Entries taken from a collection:
---------------
//! Error types for history operations.

use thiserror::Error;

use darkroom_types::{ChainId, NodeId};

/// Errors that can occur while driving the history engine.
#[derive(Error, Debug)]
pub enum HistoryError {
    /// A step or query was attempted before any image was loaded.
    ///
    /// Starting a chain is the only operation valid in this state.
    #[error("no active processing chain")]
    NoActiveChain,

    /// A node handle does not resolve in the active chain.
    ///
    /// Either the handle was minted by an earlier chain (chain mismatch)
    /// or it was never minted by this tree at all.
    #[error("node not found in chain {chain:?}: {id:?}")]
    UnknownNode { chain: ChainId, id: NodeId },
}

/// Errors from the image-processing facade.
#[derive(Error, Debug)]
pub enum ProcessError {
    /// The underlying history engine refused the operation.
    #[error(transparent)]
    History(#[from] HistoryError),

    /// No operation with this name is registered.
    #[error("unknown operation: {0}")]
    UnknownOp(String),

    /// The operation itself failed while transforming pixels.
    #[error("operation '{name}' failed: {source}")]
    Op {
        name: String,
        #[source]
        source: Box<dyn std::error::Error + Send + Sync>,
    },
}
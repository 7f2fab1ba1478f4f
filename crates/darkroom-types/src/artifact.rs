//! Opaque image artifacts — the payload every processing node carries.
//!
//! An [`Artifact`] is an immutable, reference-counted byte buffer. The history
//! tree never inspects the bytes: decoding, color conversion, and every other
//! pixel-level concern stays behind the operation layer. What the tree *does*
//! care about is identity: a node's input must be **the same buffer** its
//! parent produced, not a lookalike copy. Cloning an `Artifact` clones the
//! handle, never the pixels, so that identity is exactly `Arc` pointer
//! equality ([`Artifact::same_data`]).
//!
//! There is deliberately no `PartialEq`: equality by content and equality by
//! identity mean different things here, and picking one silently would hide
//! bugs in whichever caller wanted the other.

use std::fmt;
use std::sync::Arc;

/// An immutable image buffer, shared by handle.
#[derive(Clone)]
pub struct Artifact(Arc<[u8]>);

impl Artifact {
    /// Wrap an owned buffer. No copy.
    pub fn from_vec(bytes: Vec<u8>) -> Self {
        Self(Arc::from(bytes))
    }

    /// Copy a borrowed buffer into a new artifact.
    pub fn from_bytes(bytes: &[u8]) -> Self {
        Self(Arc::from(bytes))
    }

    /// The raw bytes.
    pub fn as_bytes(&self) -> &[u8] {
        &self.0
    }

    /// Buffer length in bytes.
    pub fn len(&self) -> usize {
        self.0.len()
    }

    /// True if the buffer is empty.
    pub fn is_empty(&self) -> bool {
        self.0.is_empty()
    }

    /// True if both handles point at the same underlying buffer.
    ///
    /// This is identity, not content comparison: two artifacts built from
    /// byte-identical vectors are still distinct.
    pub fn same_data(&self, other: &Artifact) -> bool {
        Arc::ptr_eq(&self.0, &other.0)
    }

    /// Number of handles sharing this buffer (for diagnostics).
    pub fn handle_count(&self) -> usize {
        Arc::strong_count(&self.0)
    }
}

impl From<Vec<u8>> for Artifact {
    fn from(bytes: Vec<u8>) -> Self {
        Self::from_vec(bytes)
    }
}

impl fmt::Debug for Artifact {
    fn fmt(&self, f: &mut fmt::Formatter<'_>) -> fmt::Result {
        // Never dump pixels into logs; length and address identify the buffer.
        write!(f, "Artifact({} bytes @ {:p})", self.0.len(), self.0.as_ptr())
    }
}

// ============================================================================
// Tests
// ============================================================================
---------------
**Required work**
Given the records above, return exactly the lines starting at the line containing "the tree *does*" and ending at the line containing "a new artifact.", including both.

**Solution for this exercise**
//! pixel-level concern stays behind the operation layer. What the tree *does*
//! care about is identity: a node's input must be **the same buffer** its
//! parent produced, not a lookalike copy. Cloning an `Artifact` clones the
//! handle, never the pixels, so that identity is exactly `Arc` pointer
//! equality ([`Artifact::same_data`]).
//!
//! There is deliberately no `PartialEq`: equality by content and equality by
//! identity mean different things here, and picking one silently would hide
//! bugs in whichever caller wanted the other.

use std::fmt;
use std::sync::Arc;

/// An immutable image buffer, shared by handle.
#[derive(Clone)]
pub struct Artifact(Arc<[u8]>);

impl Artifact {
    /// Wrap an owned buffer. No copy.
    pub fn from_vec(bytes: Vec<u8>) -> Self {
        Self(Arc::from(bytes))
    }

    /// Copy a borrowed buffer into a new artifact.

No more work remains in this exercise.